Selected Topics in Urban Design: The Public Street

URD1508H S
Instructor: Kanwal Aftab
Meeting Section: L0101
Wednesday, 6:00 - 9:00 p.m.
 

“Every city has an underlying operating code…signs and signals, lanes and markings, sidewalk and crossings, together these elements program the basic function of the street. The operating code is the underlying language that is given when street design intersects with people. But it’s the operation of the street – when we walk and when we don’t, the way we stop and go, the intuitive way we understand the road as well as drive, walk and bike along it, that reveals the code’s deeper meaning and its gaps.”

- Street Fight, Janette Sadik-Khan. (2017)

 

Streets are social, political and commercial arteries of cities and have a role to play in historically transformative moments of the city. However, they have been designed for the last century to keep traffic moving and have proven insufficient to support the life alongside them. As a result, inefficiently designed streets are increasingly the sites for chronic congestion, traffic deaths and political strife.

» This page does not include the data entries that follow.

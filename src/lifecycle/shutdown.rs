//! Shutdown coordination for the gateway.

use std::sync::Arc;

use tokio::sync::watch;

/// Coordinator for graceful shutdown.
///
/// Cloning shares the same signal. Tasks hold a [`ShutdownSignal`] and wait
/// on it; a trigger is sticky, so a task that subscribes late still sees it.
#[derive(Debug, Clone)]
pub struct Shutdown {
    tx: Arc<watch::Sender<bool>>,
}

impl Shutdown {
    /// Create a new shutdown coordinator.
    pub fn new() -> Self {
        let (tx, _) = watch::channel(false);
        Self { tx: Arc::new(tx) }
    }

    /// Subscribe to the shutdown signal.
    pub fn subscribe(&self) -> ShutdownSignal {
        ShutdownSignal {
            rx: self.tx.subscribe(),
        }
    }

    /// Trigger the shutdown signal.
    pub fn trigger(&self) {
        self.tx.send_replace(true);
    }

    pub fn is_triggered(&self) -> bool {
        *self.tx.borrow()
    }
}

impl Default for Shutdown {
    fn default() -> Self {
        Self::new()
    }
}

/// Receiving side of [`Shutdown`].
#[derive(Debug, Clone)]
pub struct ShutdownSignal {
    rx: watch::Receiver<bool>,
}

impl ShutdownSignal {
    /// Resolve once shutdown has been triggered.
    pub async fn wait(&mut self) {
        // Err means every Shutdown handle is gone; nobody can trigger anymore,
        // so treat it the same as a trigger.
        let _ = self.rx.wait_for(|triggered| *triggered).await;
    }
}

#[cfg(test)]
mod tests {
    use super::*;
    use std::time::Duration;

    #[tokio::test]
    async fn test_late_subscriber_sees_trigger() {
        let shutdown = Shutdown::new();
        shutdown.trigger();

        let mut signal = shutdown.subscribe();
        tokio::time::timeout(Duration::from_millis(100), signal.wait())
            .await
            .expect("trigger should be sticky");
        assert!(shutdown.is_triggered());
    }

    #[tokio::test]
    async fn test_wait_blocks_until_trigger() {
        let shutdown = Shutdown::new();
        let mut signal = shutdown.subscribe();

        assert!(tokio::time::timeout(Duration::from_millis(50), signal.wait())
            .await
            .is_err());

        let clone = shutdown.clone();
        tokio::spawn(async move { clone.trigger() });
        tokio::time::timeout(Duration::from_secs(1), signal.wait())
            .await
            .expect("signal should fire");
    }
}
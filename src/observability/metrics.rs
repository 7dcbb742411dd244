//! Metrics collection and exposition.
//!
//! # Metrics
//! - `gateway_requests_total` (counter): requests by method, status, outcome
//! - `gateway_request_duration_seconds` (histogram): end-to-end latency
//! - `gateway_route_events_total` (counter): applied Ingress events by kind
//! - `gateway_route_hosts` (gauge): hosts currently in the route table
//!
//! Recording is a no-op until [`init_metrics`] installs the exporter.

use std::net::SocketAddr;
use std::time::Instant;

use metrics_exporter_prometheus::PrometheusBuilder;

/// How a request left the gateway.
#[derive(Debug, Clone, Copy, PartialEq, Eq)]
pub enum Outcome {
    Forwarded,
    NotFound,
    UpstreamError,
}

impl Outcome {
    fn as_str(self) -> &'static str {
        match self {
            Outcome::Forwarded => "forwarded",
            Outcome::NotFound => "not_found",
            Outcome::UpstreamError => "upstream_error",
        }
    }
}

/// Install the Prometheus exporter with an HTTP listener on `addr`.
pub fn init_metrics(addr: SocketAddr) {
    match PrometheusBuilder::new().with_http_listener(addr).install() {
        Ok(()) => tracing::info!(address = %addr, "Metrics exporter listening"),
        Err(e) => tracing::error!(address = %addr, error = %e, "Failed to install metrics exporter"),
    }
}

pub fn record_request(method: &str, status: u16, outcome: Outcome, start: Instant) {
    ::metrics::counter!(
        "gateway_requests_total",
        "method" => method.to_string(),
        "status" => status.to_string(),
        "outcome" => outcome.as_str(),
    )
    .increment(1);
    ::metrics::histogram!("gateway_request_duration_seconds", "outcome" => outcome.as_str())
        .record(start.elapsed().as_secs_f64());
}

pub fn record_route_event(kind: &'static str, hosts: usize) {
    ::metrics::counter!("gateway_route_events_total", "kind" => kind).increment(1);
    ::metrics::gauge!("gateway_route_hosts").set(hosts as f64);
}
//! Admin endpoints, served on their own listener so they never shadow
//! proxied paths.
//!
//! - `GET /healthz`: process is up
//! - `GET /readyz`: 200 once the initial Ingress sync is applied, 503 before
//! - `GET /routes`: JSON dump of the route table

use axum::{
    extract::State,
    http::StatusCode,
    response::{IntoResponse, Response},
    routing::get,
    Json, Router,
};
use tokio::sync::watch;

use crate::routing::{RouteSnapshot, RouteState};

#[derive(Clone)]
pub struct AdminState {
    pub routes: RouteState,
    pub ready: watch::Receiver<bool>,
}

pub fn admin_router(state: AdminState) -> Router {
    Router::new()
        .route("/healthz", get(healthz))
        .route("/readyz", get(readyz))
        .route("/routes", get(routes))
        .with_state(state)
}

async fn healthz() -> &'static str {
    "ok"
}

async fn readyz(State(state): State<AdminState>) -> Response {
    if *state.ready.borrow() {
        (StatusCode::OK, "ready").into_response()
    } else {
        (StatusCode::SERVICE_UNAVAILABLE, "waiting for Ingress sync").into_response()
    }
}

async fn routes(State(state): State<AdminState>) -> Json<RouteSnapshot> {
    Json(state.routes.snapshot())
}
//! Routing subsystem.
//!
//! # Data Flow
//! ```text
//! Ingress event (Added / Updated / Deleted)
//!     → state.rs (take the lock, retract and/or apply)
//!     → table.rs (replace or drop host entries, set default)
//!
//! Incoming request (host, path)
//!     → state.rs (take the lock)
//!     → table.rs (host entry → rule.rs first match → else default)
//!     → destination URL or miss
//! ```
//!
//! # Design Decisions
//! - Routes change at runtime; the table is mutated in place under one lock
//! - Deterministic: same table and request always give the same destination
//! - First match wins, in descending pattern order

pub mod rule;
pub mod state;
pub mod table;

pub use rule::BackendRule;
pub use state::RouteState;
pub use table::{RouteSnapshot, RouteTable, RuleView};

Driven by a desire for placemaking, in urban design and real estate speculation, public realm elements such as parks and enhanced streetscapes are now seen as instrumental in creating land value not just supporting it. This recent shift foregrounds the role of streets in urban form beyond mobility as an essential part of integrating infrastructures, both visible and invisible. In this way integrative street design can be understood as a driving force in the creation of circular communities, neighborhood character and urban identity.

This course will learn from precedents and best practices to present a theory of environmental and social agendas in street design. Case studies of urban form will be discussed in the context of their socio-economic frameworks. The aim of the course is to equip students with critical skills to understand how street design must negotiate public and private interests in the built environment and challenge the limits of design as an agent in the making of streets. Deliverables will be graphic, and approach Urban Design as a collaborative project. To this end, the course assumes a base competency of 2-D and 3-D software skills.